✎ This article/section is a stub — some half-sorted notes, not necessarily checked, not necessarily correct. Feel free to ignore, or tell me about it.

(For relative brevity, the below omits details on training and validation, including terms like held-out, deleted interpolation. While important to execution, it's something you can look up when implementing)

Data sparsity is problematic for various statistical data models, such as simple maximum likelihood models, such as bag-of-words, n-gram, HMM, and others.

For example, in the set of all possible trigrams that happen in natural text (e.g. for language modeling or such), most trigrams have not happened in many years of text, and probably never will, because natural language has too much structure for that.

When you base probability (or such) fairly directly on appearance count, you can get a few problems:

components that occur very few times - relative probabilities make less sense on the rare end of the scale. Consider two items: one that appears once, one that appears three times. How fair is it to say that one is 300% as probable as the other, particularly when comparing two things that are almost never happen?

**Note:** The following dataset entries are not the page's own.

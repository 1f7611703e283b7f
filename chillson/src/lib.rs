//! Schema-agnostic access to decoded JSON documents.
//!
//! Instead of declaring types that mirror the expected document, or matching on
//! [`serde_json::Value`] at every level, values are addressed with bracketed paths such as
//! `[gophers][0][name]`. Object keys and array indices are both written inside square brackets,
//! without quotes. Keys may be any string that does not itself contain `[` or `]`.
//!
//! ```
//! use chillson::{ErrorKind, Son};
//! use serde_json::json;
//!
//! let doc = json!({ "gophers": [ { "name": "Rob", "weight": 42.9 } ] });
//! let chill = Son::new(&doc);
//!
//! assert_eq!(chill.get_str("[gophers][0][name]"), Ok("Rob"));
//! assert_eq!(chill.get_int("[gophers][0][weight]"), Ok(42));
//!
//! for gopher in chill.each("[gophers]")? {
//!     assert_eq!(gopher.get_str("[name]"), Ok("Rob"));
//! }
//!
//! match chill.get_bool("[gophers][3]") {
//!     Err(ErrorKind::OutOfRange) => {}
//!     other => panic!("unexpected {other:?}"),
//! }
//! # Ok::<(), ErrorKind>(())
//! ```
//!
//! Decoding text into a [`serde_json::Value`] is left to `serde_json` itself; this crate only
//! ever reads an already materialized tree and never modifies it.

mod error;
mod path;
mod son;
mod spanned;
mod walk;

pub use error::{ErrorKind, Result};
pub use path::{Index, Path};
pub use serde_json::{Map, Value};
pub use son::{kind_desc, Son};
pub use spanned::Spanned;
pub use walk::{resolve, WalkError};
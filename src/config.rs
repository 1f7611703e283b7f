use std::path::Path;

use anyhow::{bail, Context};
use confique::Config as DeriveConfig;
use serde::Deserialize;
use tracing::*;

/// Looked up in the working directory when no `--config` is given. It is fine for it to be
/// missing.
pub const DEFAULT_CONFIG_FILE: &str = "chill.toml";

#[derive(Debug, DeriveConfig)]
pub struct Config {
    /// How resolved values are printed: `pretty` JSON, `compact` single-line JSON, or `raw`,
    /// which is `compact` except that strings are printed without quotes.
    #[config(default = "pretty")]
    pub format: OutputFormat,

    /// Whether diagnostics for paths that cannot be resolved should be colored.
    #[config(default = true)]
    pub color: bool,
}

#[derive(Debug, Clone, Copy, PartialEq, Eq, Deserialize, clap::ValueEnum)]
#[serde(rename_all = "lowercase")]
pub enum OutputFormat {
    Pretty,
    Compact,
    Raw,
}

impl Config {
    /// Load from `explicit` if given (which then has to exist), otherwise from
    /// [`DEFAULT_CONFIG_FILE`] if present, falling back to defaults.
    pub fn discover(explicit: Option<&Path>) -> anyhow::Result<Config> {
        let builder = Config::builder();
        let builder = match explicit {
            Some(path) => {
                if !path.is_file() {
                    error!(?path, "config file does not exist");
                    bail!("config file `{}` does not exist", path.display());
                }
                builder.file(path)
            }
            None => builder.file(DEFAULT_CONFIG_FILE),
        };

        let config = builder.load().context("failed to load configuration")?;
        debug!(?config);
        Ok(config)
    }
}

most of your trained data is spent on things you really don't care about

items that were not in your training data / trained model. It's hard to say what you want in such a case;
- If you take a zero count to mean zero probability, you say it will never happen and it should drop out completely, which is a decision too harsh for most goals
- ignoring components of an item can be that are not in training data may work well enough, except you can run into problems where the unseen items consists significantly of unknown components (or where the unknowns would in reality be the more telling ones, if looked at more specifically). You would get more variation in your estimations than you'ld want.
- misspellings and different word order can sometimes make likelihood estimations take an unnecessary nosedive

When we're talking about likelihood, all ways of smoothing over these problems amount to changing the probability mass distribution somehow.

The most basic solutions are to fake the unknowns by pretending they exist but are simply rare. Some may try to be cleverer and boost some more than others.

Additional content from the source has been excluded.